BRIEF:
Produce as output only the lines below starting at the line with "let base = if" and continuing through the line with "in a single", each one exactly as written.

--*--

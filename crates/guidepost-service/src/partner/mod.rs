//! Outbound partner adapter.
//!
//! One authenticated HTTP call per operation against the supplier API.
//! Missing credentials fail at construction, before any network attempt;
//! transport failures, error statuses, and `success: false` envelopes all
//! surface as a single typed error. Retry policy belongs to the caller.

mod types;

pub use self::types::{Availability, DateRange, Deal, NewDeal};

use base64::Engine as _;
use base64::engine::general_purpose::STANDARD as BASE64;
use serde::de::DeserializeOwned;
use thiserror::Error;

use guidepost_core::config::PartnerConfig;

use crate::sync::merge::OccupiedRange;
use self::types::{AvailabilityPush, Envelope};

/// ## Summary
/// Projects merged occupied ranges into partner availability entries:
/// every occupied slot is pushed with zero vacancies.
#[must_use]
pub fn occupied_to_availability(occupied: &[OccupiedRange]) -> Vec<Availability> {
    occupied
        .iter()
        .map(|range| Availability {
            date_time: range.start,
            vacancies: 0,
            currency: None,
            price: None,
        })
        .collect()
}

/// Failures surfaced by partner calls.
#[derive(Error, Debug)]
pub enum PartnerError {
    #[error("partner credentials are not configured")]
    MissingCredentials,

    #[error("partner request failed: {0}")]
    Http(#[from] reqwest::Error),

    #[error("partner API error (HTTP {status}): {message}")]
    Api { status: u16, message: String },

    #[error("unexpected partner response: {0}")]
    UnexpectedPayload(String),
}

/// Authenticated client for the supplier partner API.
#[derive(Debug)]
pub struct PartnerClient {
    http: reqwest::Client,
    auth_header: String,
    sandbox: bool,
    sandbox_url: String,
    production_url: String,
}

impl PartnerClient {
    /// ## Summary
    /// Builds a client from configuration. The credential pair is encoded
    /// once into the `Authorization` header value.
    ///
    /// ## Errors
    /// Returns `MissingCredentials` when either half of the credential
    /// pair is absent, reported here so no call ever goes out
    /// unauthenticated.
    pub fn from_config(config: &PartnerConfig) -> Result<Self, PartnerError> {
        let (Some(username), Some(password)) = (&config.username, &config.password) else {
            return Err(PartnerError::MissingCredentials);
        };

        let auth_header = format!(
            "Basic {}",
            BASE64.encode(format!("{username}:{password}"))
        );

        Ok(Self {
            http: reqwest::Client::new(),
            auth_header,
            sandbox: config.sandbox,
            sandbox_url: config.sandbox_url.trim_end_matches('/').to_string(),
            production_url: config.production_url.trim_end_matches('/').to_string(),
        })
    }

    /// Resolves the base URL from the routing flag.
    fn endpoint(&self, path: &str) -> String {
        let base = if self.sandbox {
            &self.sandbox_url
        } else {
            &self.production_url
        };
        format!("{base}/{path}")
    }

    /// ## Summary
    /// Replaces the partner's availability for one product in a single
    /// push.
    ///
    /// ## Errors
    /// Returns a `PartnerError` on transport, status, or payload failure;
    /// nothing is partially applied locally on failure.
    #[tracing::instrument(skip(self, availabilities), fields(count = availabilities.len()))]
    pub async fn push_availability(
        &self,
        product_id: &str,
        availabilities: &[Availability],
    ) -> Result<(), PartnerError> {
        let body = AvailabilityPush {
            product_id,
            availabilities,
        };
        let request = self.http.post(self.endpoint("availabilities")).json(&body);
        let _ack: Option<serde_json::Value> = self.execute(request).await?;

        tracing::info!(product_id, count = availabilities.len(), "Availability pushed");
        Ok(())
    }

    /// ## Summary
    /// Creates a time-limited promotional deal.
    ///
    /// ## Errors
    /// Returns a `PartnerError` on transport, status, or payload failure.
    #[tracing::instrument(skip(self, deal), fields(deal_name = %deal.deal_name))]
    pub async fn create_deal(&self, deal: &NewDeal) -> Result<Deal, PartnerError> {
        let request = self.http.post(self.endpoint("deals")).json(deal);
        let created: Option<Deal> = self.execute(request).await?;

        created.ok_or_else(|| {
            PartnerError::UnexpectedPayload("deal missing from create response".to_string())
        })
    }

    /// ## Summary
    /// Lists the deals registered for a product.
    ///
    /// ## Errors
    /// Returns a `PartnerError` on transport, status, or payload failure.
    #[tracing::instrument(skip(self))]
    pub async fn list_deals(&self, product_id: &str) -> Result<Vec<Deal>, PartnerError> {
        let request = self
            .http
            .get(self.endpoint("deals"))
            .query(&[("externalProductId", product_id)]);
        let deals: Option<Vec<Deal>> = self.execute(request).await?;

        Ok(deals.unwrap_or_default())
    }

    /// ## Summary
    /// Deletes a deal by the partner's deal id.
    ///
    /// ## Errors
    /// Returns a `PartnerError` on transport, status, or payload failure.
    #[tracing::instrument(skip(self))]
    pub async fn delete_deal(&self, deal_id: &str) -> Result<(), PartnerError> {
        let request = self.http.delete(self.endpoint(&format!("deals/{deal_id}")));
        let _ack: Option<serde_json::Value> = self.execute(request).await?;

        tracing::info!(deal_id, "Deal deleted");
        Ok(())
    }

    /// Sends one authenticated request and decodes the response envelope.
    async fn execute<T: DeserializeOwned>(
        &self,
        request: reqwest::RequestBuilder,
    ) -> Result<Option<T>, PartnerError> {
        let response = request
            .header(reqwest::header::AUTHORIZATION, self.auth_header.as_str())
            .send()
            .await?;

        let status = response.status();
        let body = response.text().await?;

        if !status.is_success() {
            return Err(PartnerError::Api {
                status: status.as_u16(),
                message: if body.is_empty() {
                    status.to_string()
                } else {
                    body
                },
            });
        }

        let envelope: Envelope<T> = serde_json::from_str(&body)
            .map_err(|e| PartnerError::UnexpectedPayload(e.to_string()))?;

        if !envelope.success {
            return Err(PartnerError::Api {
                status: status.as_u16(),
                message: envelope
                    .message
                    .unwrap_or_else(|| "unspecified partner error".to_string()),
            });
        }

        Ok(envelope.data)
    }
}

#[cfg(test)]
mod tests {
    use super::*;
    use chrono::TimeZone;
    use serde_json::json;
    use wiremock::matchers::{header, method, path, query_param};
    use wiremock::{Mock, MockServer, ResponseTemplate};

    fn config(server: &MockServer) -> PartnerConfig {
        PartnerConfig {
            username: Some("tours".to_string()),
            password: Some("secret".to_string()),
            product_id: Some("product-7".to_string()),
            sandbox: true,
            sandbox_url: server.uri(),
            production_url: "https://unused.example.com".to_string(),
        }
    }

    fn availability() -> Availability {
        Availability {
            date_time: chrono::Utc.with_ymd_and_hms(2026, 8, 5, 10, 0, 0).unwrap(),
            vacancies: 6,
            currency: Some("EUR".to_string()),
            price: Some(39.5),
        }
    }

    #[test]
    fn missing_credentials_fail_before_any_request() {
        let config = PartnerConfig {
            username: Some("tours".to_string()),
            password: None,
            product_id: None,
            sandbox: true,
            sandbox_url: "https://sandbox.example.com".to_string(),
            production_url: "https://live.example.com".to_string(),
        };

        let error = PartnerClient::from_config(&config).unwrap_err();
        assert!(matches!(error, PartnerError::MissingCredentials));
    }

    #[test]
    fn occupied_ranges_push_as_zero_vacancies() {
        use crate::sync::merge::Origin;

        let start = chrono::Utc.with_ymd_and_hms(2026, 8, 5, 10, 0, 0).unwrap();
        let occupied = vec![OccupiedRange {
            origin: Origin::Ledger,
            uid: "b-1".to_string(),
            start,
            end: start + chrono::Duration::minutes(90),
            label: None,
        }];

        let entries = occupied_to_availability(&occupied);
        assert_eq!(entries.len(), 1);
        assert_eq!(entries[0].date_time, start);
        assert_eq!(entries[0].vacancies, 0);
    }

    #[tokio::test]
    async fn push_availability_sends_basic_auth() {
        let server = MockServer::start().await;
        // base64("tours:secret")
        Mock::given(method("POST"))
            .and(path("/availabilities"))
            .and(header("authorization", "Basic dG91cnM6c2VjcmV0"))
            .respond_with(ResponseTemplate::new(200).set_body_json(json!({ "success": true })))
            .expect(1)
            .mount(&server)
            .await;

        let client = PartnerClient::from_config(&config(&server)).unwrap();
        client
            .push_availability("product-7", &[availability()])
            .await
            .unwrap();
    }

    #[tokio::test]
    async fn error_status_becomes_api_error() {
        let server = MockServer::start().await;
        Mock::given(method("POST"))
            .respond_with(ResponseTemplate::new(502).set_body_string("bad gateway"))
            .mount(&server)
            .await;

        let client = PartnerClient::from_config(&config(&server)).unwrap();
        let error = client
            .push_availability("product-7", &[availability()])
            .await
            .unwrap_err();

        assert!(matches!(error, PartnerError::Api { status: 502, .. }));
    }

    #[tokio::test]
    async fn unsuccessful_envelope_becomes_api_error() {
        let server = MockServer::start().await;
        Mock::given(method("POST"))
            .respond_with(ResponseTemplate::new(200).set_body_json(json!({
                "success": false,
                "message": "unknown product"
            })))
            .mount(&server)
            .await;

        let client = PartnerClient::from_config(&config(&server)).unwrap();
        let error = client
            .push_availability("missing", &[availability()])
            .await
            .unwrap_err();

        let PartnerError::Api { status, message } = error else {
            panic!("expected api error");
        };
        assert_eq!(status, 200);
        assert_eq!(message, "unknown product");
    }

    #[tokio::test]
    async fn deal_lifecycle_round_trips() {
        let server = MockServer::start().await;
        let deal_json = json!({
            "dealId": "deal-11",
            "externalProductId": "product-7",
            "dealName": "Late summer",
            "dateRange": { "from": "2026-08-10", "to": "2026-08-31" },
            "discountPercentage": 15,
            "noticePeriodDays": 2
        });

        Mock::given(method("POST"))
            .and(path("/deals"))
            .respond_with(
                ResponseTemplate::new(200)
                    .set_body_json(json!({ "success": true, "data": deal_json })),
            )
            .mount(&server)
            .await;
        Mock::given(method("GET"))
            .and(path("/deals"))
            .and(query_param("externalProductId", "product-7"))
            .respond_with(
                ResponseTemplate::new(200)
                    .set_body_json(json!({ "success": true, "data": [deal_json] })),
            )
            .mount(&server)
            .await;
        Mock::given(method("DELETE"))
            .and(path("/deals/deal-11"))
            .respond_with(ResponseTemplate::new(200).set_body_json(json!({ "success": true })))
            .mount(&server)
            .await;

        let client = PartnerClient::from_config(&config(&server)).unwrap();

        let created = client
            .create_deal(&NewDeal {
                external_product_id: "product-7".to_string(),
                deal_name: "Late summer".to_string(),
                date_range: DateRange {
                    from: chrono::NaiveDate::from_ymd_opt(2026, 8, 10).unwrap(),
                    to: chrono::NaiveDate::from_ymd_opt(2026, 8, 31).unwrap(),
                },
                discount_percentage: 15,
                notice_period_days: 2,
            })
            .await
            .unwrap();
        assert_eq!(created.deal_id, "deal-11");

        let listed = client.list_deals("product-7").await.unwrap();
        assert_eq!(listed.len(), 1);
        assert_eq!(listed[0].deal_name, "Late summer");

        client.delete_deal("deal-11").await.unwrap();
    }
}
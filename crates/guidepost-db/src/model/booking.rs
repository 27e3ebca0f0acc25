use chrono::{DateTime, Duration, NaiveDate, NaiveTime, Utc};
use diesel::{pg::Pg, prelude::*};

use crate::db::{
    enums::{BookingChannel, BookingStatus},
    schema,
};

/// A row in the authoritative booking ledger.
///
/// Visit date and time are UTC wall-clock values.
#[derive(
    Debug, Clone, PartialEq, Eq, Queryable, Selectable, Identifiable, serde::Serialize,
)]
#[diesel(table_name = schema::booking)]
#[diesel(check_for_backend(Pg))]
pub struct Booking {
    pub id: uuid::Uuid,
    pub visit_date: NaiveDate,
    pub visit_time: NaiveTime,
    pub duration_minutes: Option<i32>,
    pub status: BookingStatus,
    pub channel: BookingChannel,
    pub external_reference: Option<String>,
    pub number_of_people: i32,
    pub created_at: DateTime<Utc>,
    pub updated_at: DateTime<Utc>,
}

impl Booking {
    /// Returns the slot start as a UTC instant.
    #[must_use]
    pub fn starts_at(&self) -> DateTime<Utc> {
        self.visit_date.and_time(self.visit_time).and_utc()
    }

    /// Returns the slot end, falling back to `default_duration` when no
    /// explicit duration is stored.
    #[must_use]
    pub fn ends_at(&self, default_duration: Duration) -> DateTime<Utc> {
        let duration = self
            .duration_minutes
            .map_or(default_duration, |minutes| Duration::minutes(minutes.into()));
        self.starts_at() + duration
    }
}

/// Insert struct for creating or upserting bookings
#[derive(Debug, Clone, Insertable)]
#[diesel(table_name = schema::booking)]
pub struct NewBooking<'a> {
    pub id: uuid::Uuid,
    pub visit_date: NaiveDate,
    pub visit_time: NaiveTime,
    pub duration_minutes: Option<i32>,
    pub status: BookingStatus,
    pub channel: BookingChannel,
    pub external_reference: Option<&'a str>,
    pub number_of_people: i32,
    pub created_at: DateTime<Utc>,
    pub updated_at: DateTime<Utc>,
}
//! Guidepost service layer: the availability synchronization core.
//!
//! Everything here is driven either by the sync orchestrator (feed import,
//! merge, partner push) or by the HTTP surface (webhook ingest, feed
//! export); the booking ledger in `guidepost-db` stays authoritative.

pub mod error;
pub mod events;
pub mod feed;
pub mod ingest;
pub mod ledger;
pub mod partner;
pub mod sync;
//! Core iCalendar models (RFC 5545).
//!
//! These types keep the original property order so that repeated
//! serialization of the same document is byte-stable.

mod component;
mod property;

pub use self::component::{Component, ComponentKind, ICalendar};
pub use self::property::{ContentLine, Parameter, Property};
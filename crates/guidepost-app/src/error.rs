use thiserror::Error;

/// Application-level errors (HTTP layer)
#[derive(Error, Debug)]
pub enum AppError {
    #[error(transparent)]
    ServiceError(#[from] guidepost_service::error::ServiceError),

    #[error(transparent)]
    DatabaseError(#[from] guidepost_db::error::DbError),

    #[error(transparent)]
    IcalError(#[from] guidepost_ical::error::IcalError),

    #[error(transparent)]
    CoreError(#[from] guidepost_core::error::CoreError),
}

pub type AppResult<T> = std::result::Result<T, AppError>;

--*--

SOLUTION BELOW:
        let base = if self.sandbox {
            &self.sandbox_url
        } else {
            &self.production_url
        };
        format!("{base}/{path}")
    }

    /// ## Summary
    /// Replaces the partner's availability for one product in a single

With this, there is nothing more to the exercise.